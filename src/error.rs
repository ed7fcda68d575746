// Copyright 2026 loopd contributors
//
// Licensed under the Apache License, Version 2.0 (the "License");
// you may not use this file except in compliance with the License.
// You may obtain a copy of the License at
//
//     http://www.apache.org/licenses/LICENSE-2.0
//
// Unless required by applicable law or agreed to in writing, software
// distributed under the License is distributed on an "AS IS" BASIS,
// WITHOUT WARRANTIES OR CONDITIONS OF ANY KIND, either express or implied.
// See the License for the specific language governing permissions and
// limitations under the License.

//! Unified error taxonomy for loopd.
//!
//! Variants correspond to the error kinds in the detection daemon's
//! propagation policy: per-device SNMP failures mark a device unreachable
//! and never bubble up here; Reconciler failures abort only the cycle that
//! raised them; only configuration and other Main-thread setup failures
//! are fatal to the whole process.

use thiserror::Error;

/// The error type for loopd operations.
#[derive(Debug, Error)]
pub enum Error {
    /// SNMP did not respond within the configured window.
    #[error("timeout: {0}")]
    Timeout(String),

    /// A precondition of an internal call was violated (programmer error).
    #[error("invalid input: {0}")]
    InvalidInput(String),

    /// Peer returned a value of the wrong ASN type or an unexpected shape.
    #[error("invalid data from {host}: {detail}")]
    InvalidData { host: String, detail: String },

    /// Peer returned a non-zero error-status in the SNMP response.
    #[error("snmp packet error from {host}: {detail}")]
    SnmpPacket { host: String, detail: String },

    /// Transport or library-internal failure.
    #[error("runtime error: {0}")]
    Runtime(String),

    /// The inventory provider could not be reached or returned malformed data.
    #[error("inventory fetch failed: {0}")]
    InventoryFetch(String),

    /// A per-device data directory could not be provisioned.
    #[error("failed to provision data directory '{path}': {source}")]
    FsProvision {
        path: String,
        #[source]
        source: std::io::Error,
    },

    /// Config file could not be read or parsed.
    #[error("config error: {0}")]
    Config(String),

    /// Wraps a lower-level I/O failure not covered by a more specific variant.
    #[error(transparent)]
    Io(#[from] std::io::Error),
}

/// A specialized `Result` type for loopd operations.
pub type Result<T> = std::result::Result<T, Error>;

#[cfg(test)]
mod tests {
    use super::*;

    #[test]
    fn test_error_display() {
        let err = Error::Timeout("10.0.0.1".into());
        assert_eq!(err.to_string(), "timeout: 10.0.0.1");

        let err = Error::InvalidData {
            host: "10.0.0.1".into(),
            detail: "expected COUNTER64".into(),
        };
        assert_eq!(
            err.to_string(),
            "invalid data from 10.0.0.1: expected COUNTER64"
        );
    }

    #[test]
    fn test_error_from_io() {
        let io_err = std::io::Error::new(std::io::ErrorKind::NotFound, "file not found");
        let err: Error = io_err.into();
        assert!(matches!(err, Error::Io(_)));
    }

    #[test]
    fn test_error_is_send_sync() {
        fn assert_send_sync<T: Send + Sync>() {}
        assert_send_sync::<Error>();
    }
}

WHAT YOU WILL DO:
Write out all the records above one more time, exactly.

WRITTEN REPLY:
filename src/error.rs
repository ed7fcda68d575746
// Copyright 2026 loopd contributors
//
// Licensed under the Apache License, Version 2.0 (the "License");
// you may not use this file except in compliance with the License.
// You may obtain a copy of the License at
//
//     http://www.apache.org/licenses/LICENSE-2.0
//
// Unless required by applicable law or agreed to in writing, software
// distributed under the License is distributed on an "AS IS" BASIS,
// WITHOUT WARRANTIES OR CONDITIONS OF ANY KIND, either express or implied.
// See the License for the specific language governing permissions and
// limitations under the License.

//! Unified error taxonomy for loopd.
//!
//! Variants correspond to the error kinds in the detection daemon's
//! propagation policy: per-device SNMP failures mark a device unreachable
//! and never bubble up here; Reconciler failures abort only the cycle that
//! raised them; only configuration and other Main-thread setup failures
//! are fatal to the whole process.

use thiserror::Error;

/// The error type for loopd operations.
#[derive(Debug, Error)]
pub enum Error {
    /// SNMP did not respond within the configured window.
    #[error("timeout: {0}")]
    Timeout(String),

    /// A precondition of an internal call was violated (programmer error).
    #[error("invalid input: {0}")]
    InvalidInput(String),

    /// Peer returned a value of the wrong ASN type or an unexpected shape.
    #[error("invalid data from {host}: {detail}")]
    InvalidData { host: String, detail: String },

    /// Peer returned a non-zero error-status in the SNMP response.
    #[error("snmp packet error from {host}: {detail}")]
    SnmpPacket { host: String, detail: String },

    /// Transport or library-internal failure.
    #[error("runtime error: {0}")]
    Runtime(String),

    /// The inventory provider could not be reached or returned malformed data.
    #[error("inventory fetch failed: {0}")]
    InventoryFetch(String),

    /// A per-device data directory could not be provisioned.
    #[error("failed to provision data directory '{path}': {source}")]
    FsProvision {
        path: String,
        #[source]
        source: std::io::Error,
    },

    /// Config file could not be read or parsed.
    #[error("config error: {0}")]
    Config(String),

    /// Wraps a lower-level I/O failure not covered by a more specific variant.
    #[error(transparent)]
    Io(#[from] std::io::Error),
}

/// A specialized `Result` type for loopd operations.
pub type Result<T> = std::result::Result<T, Error>;

#[cfg(test)]
mod tests {
    use super::*;

    #[test]
    fn test_error_display() {
        let err = Error::Timeout("10.0.0.1".into());
        assert_eq!(err.to_string(), "timeout: 10.0.0.1");

        let err = Error::InvalidData {
            host: "10.0.0.1".into(),
            detail: "expected COUNTER64".into(),
        };
        assert_eq!(
            err.to_string(),
            "invalid data from 10.0.0.1: expected COUNTER64"
        );
    }

    #[test]
    fn test_error_from_io() {
        let io_err = std::io::Error::new(std::io::ErrorKind::NotFound, "file not found");
        let err: Error = io_err.into();
        assert!(matches!(err, Error::Io(_)));
    }

    #[test]
    fn test_error_is_send_sync() {
        fn assert_send_sync<T: Send + Sync>() {}
        assert_send_sync::<Error>();
    }
}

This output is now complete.